Remains found 50 years ago in Massachusetts exhumed in hopes that DNA might end mystery
WRENTHAM - Investigators are hoping DNA will help them identify the remains of a body found in Massachusetts more than 50 years ago.
Wrentham cold case
On April 20, 1974, two young hikers told police they found the skeletal remains of a white man near the Eagle Brook pumping station in Wrentham.
With no information about the man, the town buried him in Center Cemetery. The case has remained cold for years, until recently, when Wrentham state Representative Marcus Vaughn, members of the town's historical commission and cemetery employees worked together to get a court to authorize the exhumation.
On Monday, the remains were dug up and brought to the Chief Medical Examiner's office in Boston. Samples will be taken there and then brought to the Massachusetts State Police Crime Lab and possibility another organization where they will be analyzed and a DNA profile will hopefully be created.

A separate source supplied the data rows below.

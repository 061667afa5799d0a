//! Authentication module for managing the user session.
//!
//! This module provides:
//! - `SessionStore`: the in-memory session, mirrored to durable storage,
//!   with automatic expiry
//! - `decode_expiry`: reads the `exp` claim from an issued JWT
//! - `Route` / `route_for`: what area of the app the session allows
//!
//! The in-memory session is a cache of storage: every write goes to storage
//! before memory, so the request adapter (which reads storage) never sends a
//! token the session has already dropped.

pub mod gate;
pub mod session;
pub mod token;

pub use gate::{landing_group, route_for, wait_for_route, Route};
pub use session::{ExpiryPolicy, SessionError, SessionKeys, SessionSnapshot, SessionStore};
pub use token::{decode_expiry, TokenError};
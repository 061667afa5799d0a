//! Multipart payloads for endpoints that accept file uploads.
//!
//! Each form is a plain struct that converts into a `reqwest::multipart::Form`.
//! List fields are sent as repeated parts under the same name.

use std::path::Path;

use reqwest::multipart::{Form, Part};

use super::ApiError;
use crate::models::ExpenseCategory;

/// A file sent as one multipart part.
#[derive(Debug, Clone)]
pub struct Attachment {
    pub file_name: String,
    pub mime: String,
    pub bytes: Vec<u8>,
}

impl Attachment {
    pub fn new(file_name: impl Into<String>, mime: impl Into<String>, bytes: Vec<u8>) -> Self {
        Self {
            file_name: file_name.into(),
            mime: mime.into(),
            bytes,
        }
    }

    /// Read a file, guessing its type from the extension
    pub async fn from_path(path: &Path) -> std::io::Result<Self> {
        let bytes = tokio::fs::read(path).await?;
        let file_name = path
            .file_name()
            .map(|n| n.to_string_lossy().into_owned())
            .unwrap_or_else(|| "upload".to_string());
        let mime = mime_for(&file_name);
        Ok(Self::new(file_name, mime, bytes))
    }

    fn into_part(self) -> Result<Part, ApiError> {
        Ok(Part::bytes(self.bytes)
            .file_name(self.file_name)
            .mime_str(&self.mime)?)
    }
}

/// Content type for a file name. Images default to JPEG like camera uploads.
pub fn mime_for(file_name: &str) -> String {
    let ext = file_name
        .rsplit_once('.')
        .map(|(_, ext)| ext.to_ascii_lowercase())
        .unwrap_or_default();
    match ext.as_str() {
        "jpg" | "jpeg" => "image/jpeg".to_string(),
        "png" | "gif" | "webp" | "heic" => format!("image/{}", ext),
        "pdf" => "application/pdf".to_string(),
        _ => "image/jpeg".to_string(),
    }
}

fn attach(form: Form, name: &'static str, file: Option<Attachment>) -> Result<Form, ApiError> {
    match file {
        Some(file) => Ok(form.part(name, file.into_part()?)),
        None => Ok(form),
    }
}

/// Profile edit (`PUT /api/user`)
#[derive(Debug, Clone, Default)]
pub struct ProfileUpdate {
    pub name: Option<String>,
    pub email: Option<String>,
    pub pix_key: Option<String>,
    pub thumbnail: Option<Attachment>,
}

impl ProfileUpdate {
    pub fn into_form(self) -> Result<Form, ApiError> {
        let mut form = Form::new();
        if let Some(name) = self.name {
            form = form.text("name", name);
        }
        if let Some(email) = self.email {
            form = form.text("email", email);
        }
        if let Some(pix_key) = self.pix_key {
            form = form.text("pixKey", pix_key);
        }
        attach(form, "thumbnail", self.thumbnail)
    }
}

/// Group create and edit (`POST /api/groups`, `PUT /api/groups/{id}`)
#[derive(Debug, Clone, Default)]
pub struct GroupForm {
    pub name: String,
    pub description: Option<String>,
    pub thumbnail: Option<Attachment>,
}

impl GroupForm {
    pub fn into_form(self) -> Result<Form, ApiError> {
        let mut form = Form::new().text("name", self.name);
        if let Some(description) = self.description.filter(|d| !d.is_empty()) {
            form = form.text("description", description);
        }
        attach(form, "thumbnail", self.thumbnail)
    }
}

/// New expense (`POST /api/expense/{groupId}`).
/// An empty `divide_to` splits among every member.
#[derive(Debug, Clone)]
pub struct ExpenseForm {
    pub title: String,
    pub amount: f64,
    pub category: ExpenseCategory,
    pub divide_to: Vec<String>,
    pub invoice: Option<Attachment>,
}

impl ExpenseForm {
    pub fn into_form(self) -> Result<Form, ApiError> {
        let mut form = Form::new()
            .text("title", self.title)
            .text("amount", self.amount.to_string())
            .text("category", self.category.as_str());
        for member_id in self.divide_to {
            form = form.text("divideTo", member_id);
        }
        attach(form, "invoice", self.invoice)
    }
}

/// Settle splits with optional proof of payment (`POST /api/expense/settle`)
#[derive(Debug, Clone, Default)]
pub struct SettlementForm {
    pub expense_split_ids: Vec<String>,
    pub evidence: Option<Attachment>,
}

impl SettlementForm {
    pub fn into_form(self) -> Result<Form, ApiError> {
        let mut form = Form::new();
        for split_id in self.expense_split_ids {
            form = form.text("expenseSplitIds", split_id);
        }
        attach(form, "evidence", self.evidence)
    }
}

/// Parse a user-typed amount, accepting a decimal comma ("12,50").
pub fn parse_amount(input: &str) -> Option<f64> {
    let amount: f64 = input.trim().replacen(',', ".", 1).parse().ok()?;
    (amount.is_finite() && amount > 0.0).then_some(amount)
}

#[cfg(test)]
mod tests {
    use super::*;

    #[test]
    fn test_mime_for() {
        assert_eq!(mime_for("photo.JPG"), "image/jpeg");
        assert_eq!(mime_for("shot.png"), "image/png");
        assert_eq!(mime_for("nota.pdf"), "application/pdf");
        assert_eq!(mime_for("noext"), "image/jpeg");
    }

    #[test]
    fn test_parse_amount() {
        assert_eq!(parse_amount("12,50"), Some(12.5));
        assert_eq!(parse_amount(" 3.25 "), Some(3.25));
        assert_eq!(parse_amount("0"), None);
        assert_eq!(parse_amount("-1"), None);
        assert_eq!(parse_amount("abc"), None);
    }

    #[test]
    fn test_forms_build_with_attachments() {
        let expense = ExpenseForm {
            title: "Mercado".to_string(),
            amount: 99.9,
            category: ExpenseCategory::Food,
            divide_to: vec!["u1".to_string(), "u2".to_string()],
            invoice: Some(Attachment::new("nota.png", "image/png", vec![1, 2, 3])),
        };
        assert!(!expense.into_form().unwrap().boundary().is_empty());

        let bad = SettlementForm {
            expense_split_ids: vec!["s1".to_string()],
            evidence: Some(Attachment::new("x", "not a mime type", vec![])),
        };
        assert!(bad.into_form().is_err());
    }
}
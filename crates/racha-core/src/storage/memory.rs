use std::collections::HashMap;
use std::sync::Mutex;

use async_trait::async_trait;

use super::{KeyValueStore, StorageError};

/// Storage that lives only as long as the process.
#[derive(Debug, Default)]
pub struct MemoryStore {
    entries: Mutex<HashMap<String, String>>,
}

impl MemoryStore {
    pub fn new() -> Self {
        Self::default()
    }

    /// Number of stored keys
    pub fn len(&self) -> usize {
        self.lock().map(|e| e.len()).unwrap_or(0)
    }

    pub fn is_empty(&self) -> bool {
        self.len() == 0
    }

    fn lock(&self) -> Result<std::sync::MutexGuard<'_, HashMap<String, String>>, StorageError> {
        self.entries
            .lock()
            .map_err(|_| StorageError::Unavailable("memory store lock poisoned".to_string()))
    }
}

#[async_trait]
impl KeyValueStore for MemoryStore {
    async fn get(&self, key: &str) -> Result<Option<String>, StorageError> {
        Ok(self.lock()?.get(key).cloned())
    }

    async fn set(&self, key: &str, value: &str) -> Result<(), StorageError> {
        self.lock()?.insert(key.to_string(), value.to_string());
        Ok(())
    }

    async fn remove(&self, key: &str) -> Result<(), StorageError> {
        self.lock()?.remove(key);
        Ok(())
    }
}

According to the Norfolk District Attorney's Office, the remains will be returned to the gravesite and re-buried once investigators have the samples they need for testing.
Genetic genealogy testing
In many cases these days, authorities have turned to genetic genealogy testing to identify remains.
By using DNA to build genetic profiles, they can can then compare them to the profiles of other people with publicly accessible genealogy research and historical records.
The process was used in 2022 to solve the "Lady of the Dunes" cold case in Provincetown.
The FBI took the DNA sequence of a woman who was murdered in 1974 and put it through a genealogical database to find one of her relatives. She was eventually identified as Ruth Marie Terry, 48 years after her murder.